I'm pleased to note that 2019 is off to a strong start for me, at least reading-wise. And the reading part of my life is one of the few parts of it that I take very seriously, so this is good news.
Last week I got Glynnis Macnicol's memoir No One Tells You This from the library; how I found it and why I requested it, I of course don't remember. I really have to get back to my reading notebook and start tracking where I read about the things I request. Or, I can become more comfortable with just forgetting why I do any of the things I do. Yeah. That'll probably be easier.
There's nothing all that outstanding about this book; it's basically a forty-year-old woman's working out, on the page, what she's made of her life so far and what it means to make a woman's life without marriage and children in it (which is still the prevailing narrative for most women). It's also the story of her mother's decline and eventual death due to Parkinson's Disease, and what it looks like to try and help with caregiving when you live in a different city than your parents and other family members. Here's what the jacket copy has to say about the book:
"...single women and those without children are often seen as objects of pity, relegated to the sidelines, or indulgent spoiled creatures who think only of themselves. Glynnis refused to be cast into either of those roles and yet the question remained: What now? There was no good blueprint for how to be a woman alone in the world. She concluded it was time to create one."

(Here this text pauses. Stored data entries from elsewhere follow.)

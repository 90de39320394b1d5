//! Change-tracking properties.
//!
//! A [`Property<T>`] stores a value behind a lock and reports whether a
//! `set()` actually changed it. Widgets use the return value to decide
//! whether to emit a notification signal or schedule work, which keeps
//! redundant setter calls free of side effects.
//!
//! # Example
//!
//! ```
//! use secure_field_core::{Property, Signal};
//!
//! struct Toggle {
//!     checked: Property<bool>,
//!     toggled: Signal<bool>,
//! }
//!
//! impl Toggle {
//!     fn set_checked(&self, checked: bool) {
//!         if self.checked.set(checked) {
//!             self.toggled.emit(checked);
//!         }
//!     }
//! }
//!
//! let toggle = Toggle { checked: Property::new(false), toggled: Signal::new() };
//! toggle.set_checked(true);
//! assert!(toggle.checked.get());
//! ```

use std::fmt;

use parking_lot::RwLock;

use crate::logging::targets;

/// A value that tracks whether writes change it.
///
/// `Property<T>` is `Send + Sync` whenever `T` is, through its `RwLock`.
pub struct Property<T> {
    value: RwLock<T>,
}

impl<T: Clone> Property<T> {
    /// Create a new property with an initial value.
    pub fn new(value: T) -> Self {
        Self {
            value: RwLock::new(value),
        }
    }

    /// Get the current value.
    ///
    /// This clones the value. For large types, consider using `with()` instead.
    pub fn get(&self) -> T {
        self.value.read().clone()
    }

    /// Access the value through a closure without cloning.
    pub fn with<F, R>(&self, f: F) -> R
    where
        F: FnOnce(&T) -> R,
    {
        f(&self.value.read())
    }

    /// Overwrite the value without comparing it to the current one.
    pub fn set_silent(&self, value: T) {
        *self.value.write() = value;
    }
}

impl<T: Clone + PartialEq> Property<T> {
    /// Set the value, returning `true` if the value changed.
    ///
    /// Equal values leave the property untouched and return `false`.
    pub fn set(&self, value: T) -> bool {
        let mut current = self.value.write();
        if *current != value {
            *current = value;
            tracing::trace!(target: targets::PROPERTY, "property changed");
            true
        } else {
            false
        }
    }

    /// Set the value, returning the old value if it changed.
    pub fn replace(&self, value: T) -> Option<T> {
        let mut current = self.value.write();
        if *current != value {
            Some(std::mem::replace(&mut *current, value))
        } else {
            None
        }
    }
}

impl<T: Clone> Clone for Property<T> {
    fn clone(&self) -> Self {
        Self::new(self.get())
    }
}

impl<T: Clone + Default> Default for Property<T> {
    fn default() -> Self {
        Self::new(T::default())
    }
}

impl<T: Clone + fmt::Debug> fmt::Debug for Property<T> {
    fn fmt(&self, f: &mut fmt::Formatter<'_>) -> fmt::Result {
        f.debug_struct("Property")
            .field("value", &self.get())
            .finish()
    }
}

#[cfg(test)]
mod tests {
    use super::*;

    static_assertions::assert_impl_all!(Property<bool>: Send, Sync);

    #[test]
    fn test_set_reports_change() {
        let prop = Property::new(false);
        assert!(!prop.set(false));
        assert!(prop.set(true));
        assert!(prop.get());
    }

    #[test]
    fn test_replace_returns_old_value() {
        let prop = Property::new(String::from("secret"));
        assert_eq!(prop.replace("secret".into()), None);
        assert_eq!(prop.replace("open".into()), Some("secret".into()));
        assert_eq!(prop.with(|v| v.len()), 4);
    }

    #[test]
    fn test_set_silent_skips_comparison() {
        let prop = Property::new(1);
        prop.set_silent(1);
        prop.set_silent(2);
        assert_eq!(prop.get(), 2);
    }
}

More and more lately I find myself basing my judgment and enjoyment of memoirs less on their subjects and execution than on, quite simply, how much I like the author. What does this oh-so-scientific process look like? I read about twenty to fifty pages of a book, and if I feel, meh, I just stop reading (even when I think something is well-written). On the other hand, if, in those first fifty pages (which, because I skip around a lot when I read: beginning, last chapter, bits of the beginnings of chapters in between, can really come anywhere in the book), I have a moment when I read something the author has written and I think, "HA...I like you," well, then, I just decide I will enjoy the book and read the whole thing.
So that's what happened here. And here's the point where I decided I just like Glynnis, even when I don't agree with everything she's saying or doing:
"If there had been a soundtrack to my life in recent years it was the buzz of my phone. If there was one thing I wanted to leave behind in my thirties, it was my phone. It felt like a narcotic...the device itself was not entirely the problem, so much as the fact that it held incontrovertible evidence of the series of bad relationship decisions I'd made over the past few years. It was like carrying around a court transcript of my personal crimes and misdemeanors, proof of a person I didn't want to be but had been...repeatedly.
She was always waiting for me. If I scrolled up (and up and up) I'd eventually reach that first innocuous hey that had unleashed her. Men and their heys. I'd come to see them as a 'dead end' road sign: nowhere to go past this point." (pp. 35-36.)
Men and their heys.
I didn't even laugh. I just snorted and felt how deeply I knew all the weariness in that one statement. I have a very small dating history and am obviously one of the few women in my (or any) generation who has never gotten or taken a lot of shit from men, if the sheer number of stories out there is any indication, and even I instantly recognized the universal truth of those four little words. How many times did I get excited when some man gave me a "hey"? How many times did I analyze what a "hey" or any other little innocuous sentence meant? How frustrating is it that an entire generation of men now thinks that's an acceptable way to contact women on social media or in texts (and evidently you just have to count yourself lucky if that's all the more clueless or aggressive they are)?
Men and their heys.*
I like you, Glynnis. I liked your book. I appreciated opening 2019 with it. Go write some more and I'll read it. Until then I'll just think "men and their heys" in my internal voice dripping with derision and feel solidarity with you, even though I'm a married woman with kids living a narrative more recognizable to society. You never know what we've all got in common, do you? That makes me happy.
*Although men are really pretty incidental in the book. Mainly Macnicol is just doing her own thing. And I liked that too.